Doodle Abstract 2. Annealed Oulipo. For several co-authors, each author writes each paragraph of the same paper according to the rule. The papers are submitted to a rarity checker, and a ranked choice vote is taken of what the best rare words are. These are then required to be used in the final paper. The rewriting process requires each co-author to be assigned their share of parallel paragraphs, their task being to anneal them together, possibly producing 1 to 3 paragraphs, but including all the concepts and any required rare words. This becomes the rough draft. Then some method of passing the document through the hands of each of the co-authors at least once is used.

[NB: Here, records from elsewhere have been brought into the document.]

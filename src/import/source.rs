//! Tabular row sources: CSV files and spreadsheet workbooks

use super::{ImportError, ImportResult};
use crate::graph::{ImportRow, COLUMNS};
use calamine::{open_workbook_auto, Reader};
use std::collections::HashMap;
use std::path::Path;

/// One data row as read from the source, before validation.
///
/// Cells are keyed by lower-cased, trimmed header name.
#[derive(Debug, Clone, PartialEq, Eq)]
pub struct RawRow {
    /// 1-based spreadsheet line (the header is line 1)
    pub line: usize,
    pub cells: HashMap<String, String>,
}

impl RawRow {
    /// Pair header names with cell values
    pub fn from_cells<H, C>(line: usize, headers: &[H], cells: impl IntoIterator<Item = C>) -> Self
    where
        H: AsRef<str>,
        C: Into<String>,
    {
        let cells = headers
            .iter()
            .map(|h| normalize_header(h.as_ref()))
            .zip(cells.into_iter().map(Into::into))
            .collect();
        Self { line, cells }
    }

    /// Validate into an [`ImportRow`]. Absent or blank cells are rejected.
    pub fn to_import_row(&self) -> ImportResult<ImportRow> {
        let field = |column: &'static str| -> ImportResult<String> {
            self.cells
                .get(column)
                .map(|v| v.trim())
                .filter(|v| !v.is_empty())
                .map(str::to_string)
                .ok_or(ImportError::MissingField {
                    line: self.line,
                    column,
                })
        };
        Ok(ImportRow {
            application: field(COLUMNS[0])?,
            purpose: field(COLUMNS[1])?,
            sector: field(COLUMNS[2])?,
            risk_name: field(COLUMNS[3])?,
            risk_phase: field(COLUMNS[4])?,
            ctms_name: field(COLUMNS[5])?,
            ctms_phase: field(COLUMNS[6])?,
            stakeholder: field(COLUMNS[7])?,
        })
    }
}

fn normalize_header(header: &str) -> String {
    header.trim().to_lowercase()
}

/// One source row: decoded cells, or the reason that line could not be read
pub type SourceRow = ImportResult<RawRow>;

/// Read every data row of a CSV file or the first sheet of a workbook,
/// choosing the reader by file extension.
///
/// The outer error means the file itself could not be opened or its
/// header read. A record that fails to decode is returned in place as an
/// [`ImportError::UnreadableRecord`] so its siblings still import.
pub fn read_rows(path: &Path) -> ImportResult<Vec<SourceRow>> {
    let extension = path
        .extension()
        .and_then(|e| e.to_str())
        .map(str::to_lowercase)
        .unwrap_or_default();
    match extension.as_str() {
        "csv" => read_csv(path),
        "xlsx" | "xlsm" | "xls" | "ods" => Ok(read_workbook(path)?.into_iter().map(Ok).collect()),
        _ => Err(ImportError::UnsupportedFormat(path.display().to_string())),
    }
}

/// Read rows from CSV. The first record is the header.
pub fn read_csv(path: &Path) -> ImportResult<Vec<SourceRow>> {
    let mut reader = csv::ReaderBuilder::new()
        .trim(csv::Trim::All)
        .flexible(true)
        .from_path(path)?;
    let headers: Vec<String> = reader.headers()?.iter().map(str::to_string).collect();

    let mut rows = Vec::new();
    for (index, record) in reader.records().enumerate() {
        let line = index + 2;
        match record {
            Ok(record) => rows.push(Ok(RawRow::from_cells(line, &headers, record.iter()))),
            // The reader cannot resume after an I/O failure
            Err(e) if e.is_io_error() => return Err(e.into()),
            Err(source) => rows.push(Err(ImportError::UnreadableRecord { line, source })),
        }
    }
    Ok(rows)
}

/// Read rows from the first worksheet. The first row is the header.
pub fn read_workbook(path: &Path) -> ImportResult<Vec<RawRow>> {
    let mut workbook = open_workbook_auto(path)?;
    let range = workbook
        .worksheet_range_at(0)
        .ok_or_else(|| ImportError::EmptyWorkbook(path.display().to_string()))??;

    let mut sheet_rows = range.rows();
    let headers: Vec<String> = match sheet_rows.next() {
        Some(header) => header.iter().map(|cell| cell.to_string()).collect(),
        None => return Ok(Vec::new()),
    };

    Ok(sheet_rows
        .enumerate()
        .map(|(index, cells)| {
            RawRow::from_cells(index + 2, &headers, cells.iter().map(|cell| cell.to_string()))
        })
        .collect())
}

#[cfg(test)]
mod tests {
    use super::*;
    use std::io::Write;

    fn write_file(dir: &tempfile::TempDir, name: &str, contents: &str) -> std::path::PathBuf {
        let path = dir.path().join(name);
        let mut file = std::fs::File::create(&path).unwrap();
        file.write_all(contents.as_bytes()).unwrap();
        path
    }

    #[test]
    fn csv_rows_are_keyed_by_header_and_numbered_from_two() {
        let dir = tempfile::tempdir().unwrap();
        let path = write_file(
            &dir,
            "kg.csv",
            "Application , purpose,sector,risk_name,risk_phase,ctms_name,ctms_phase,stakeholder\n\
             ChatBot, support ,retail,Hallucination,Deployment,Reranking,Deployment,DevTeam\n",
        );

        let rows = read_rows(&path).unwrap();
        assert_eq!(rows.len(), 1);
        let raw = rows[0].as_ref().unwrap();
        assert_eq!(raw.line, 2);
        let row = raw.to_import_row().unwrap();
        assert_eq!(row.application, "ChatBot");
        assert_eq!(row.purpose, "support");
        assert_eq!(row.stakeholder, "DevTeam");
    }

    #[test]
    fn extra_columns_are_ignored_and_order_does_not_matter() {
        let raw = RawRow::from_cells(
            7,
            &["stakeholder", "notes", "ctms_phase", "ctms_name", "risk_phase", "risk_name", "sector", "purpose", "application"],
            ["Ops", "ignored", "Operation", "Logging", "Operation", "Leakage", "retail", "support", "ChatBot"],
        );
        let row = raw.to_import_row().unwrap();
        assert_eq!(row.ctms_name, "Logging");
        assert_eq!(row.stakeholder, "Ops");
    }

    #[test]
    fn blank_or_absent_cells_are_missing_fields() {
        let headers = COLUMNS;
        let raw = RawRow::from_cells(3, &headers, ["ChatBot", "support", "retail", "Bias", "  ", "Audit", "Design", "Ethics"]);
        assert!(matches!(
            raw.to_import_row(),
            Err(ImportError::MissingField { line: 3, column: "risk_phase" })
        ));

        let short = RawRow::from_cells(4, &headers, ["ChatBot", "support"]);
        assert!(matches!(
            short.to_import_row(),
            Err(ImportError::MissingField { line: 4, column: "sector" })
        ));
    }

    #[test]
    fn undecodable_record_is_reported_in_place() {
        let dir = tempfile::tempdir().unwrap();
        let path = dir.path().join("kg.csv");
        let mut bytes = b"application,purpose\nChatBot,support\n".to_vec();
        bytes.extend_from_slice(b"Bad\xff,support\nSearch,lookup\n");
        std::fs::write(&path, bytes).unwrap();

        let rows = read_csv(&path).unwrap();

        assert_eq!(rows.len(), 3);
        assert_eq!(rows[0].as_ref().unwrap().line, 2);
        assert!(matches!(rows[1], Err(ImportError::UnreadableRecord { line: 3, .. })));
        assert_eq!(rows[2].as_ref().unwrap().cells["application"], "Search");
    }

    fn fixture(name: &str) -> std::path::PathBuf {
        Path::new(env!("CARGO_MANIFEST_DIR")).join("tests/fixtures").join(name)
    }

    #[test]
    fn workbook_rows_are_keyed_by_header_and_numbered_from_two() {
        let rows: Vec<RawRow> = read_rows(&fixture("kg-journal.xlsx"))
            .unwrap()
            .into_iter()
            .map(Result::unwrap)
            .collect();

        assert_eq!(rows.iter().map(|r| r.line).collect::<Vec<_>>(), vec![2, 3, 4]);
        // Mixed-case, padded headers; numeric cells render without a fraction
        let first = rows[0].to_import_row().unwrap();
        assert_eq!(first.application, "ChatBot");
        assert_eq!(first.purpose, "42");
        assert_eq!(first.ctms_name, "Reranking");
        assert_eq!(first.stakeholder, "DevTeam");

        assert!(matches!(
            rows[1].to_import_row(),
            Err(ImportError::MissingField { line: 3, column: "stakeholder" })
        ));
        assert_eq!(rows[2].to_import_row().unwrap().application, "Search");
    }

    #[test]
    fn unknown_extension_is_rejected() {
        let dir = tempfile::tempdir().unwrap();
        let path = write_file(&dir, "kg.txt", "application\nChatBot\n");
        assert!(matches!(read_rows(&path), Err(ImportError::UnsupportedFormat(_))));
    }
}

Doodle Abstract 3. Finite Tilings of Spherical Surfaces. The Platonic solids as avatars of the regular tilings, for the surface of a sphere rather than the infinite Euclidean plane. Definitely periodic. OTOH, you can randomly populate the surface of a sphere with vertices, and then fiddle with them until they are very nearly equidistant. With 4, 6, 8, 12, 20 vertices this will (probably provably) evolve to the Platonic solid vertices. With other numbers would you get the equivalents of the uniform tilings etc.? With yet other numbers could you set things up so that there are two different classes of equidistant points, either at the same distance even though there are two classes, or two different distances, etc. Or perhaps rational number distances only, optimizing for standard deviation and maximum deviation somehow. Would you get situations where each distance and therefore edge and therefore tile is different, or would you have subsets of equal lengths? An aperiodic tiling of an infinite number of tiles whose geometries vary according to some rule.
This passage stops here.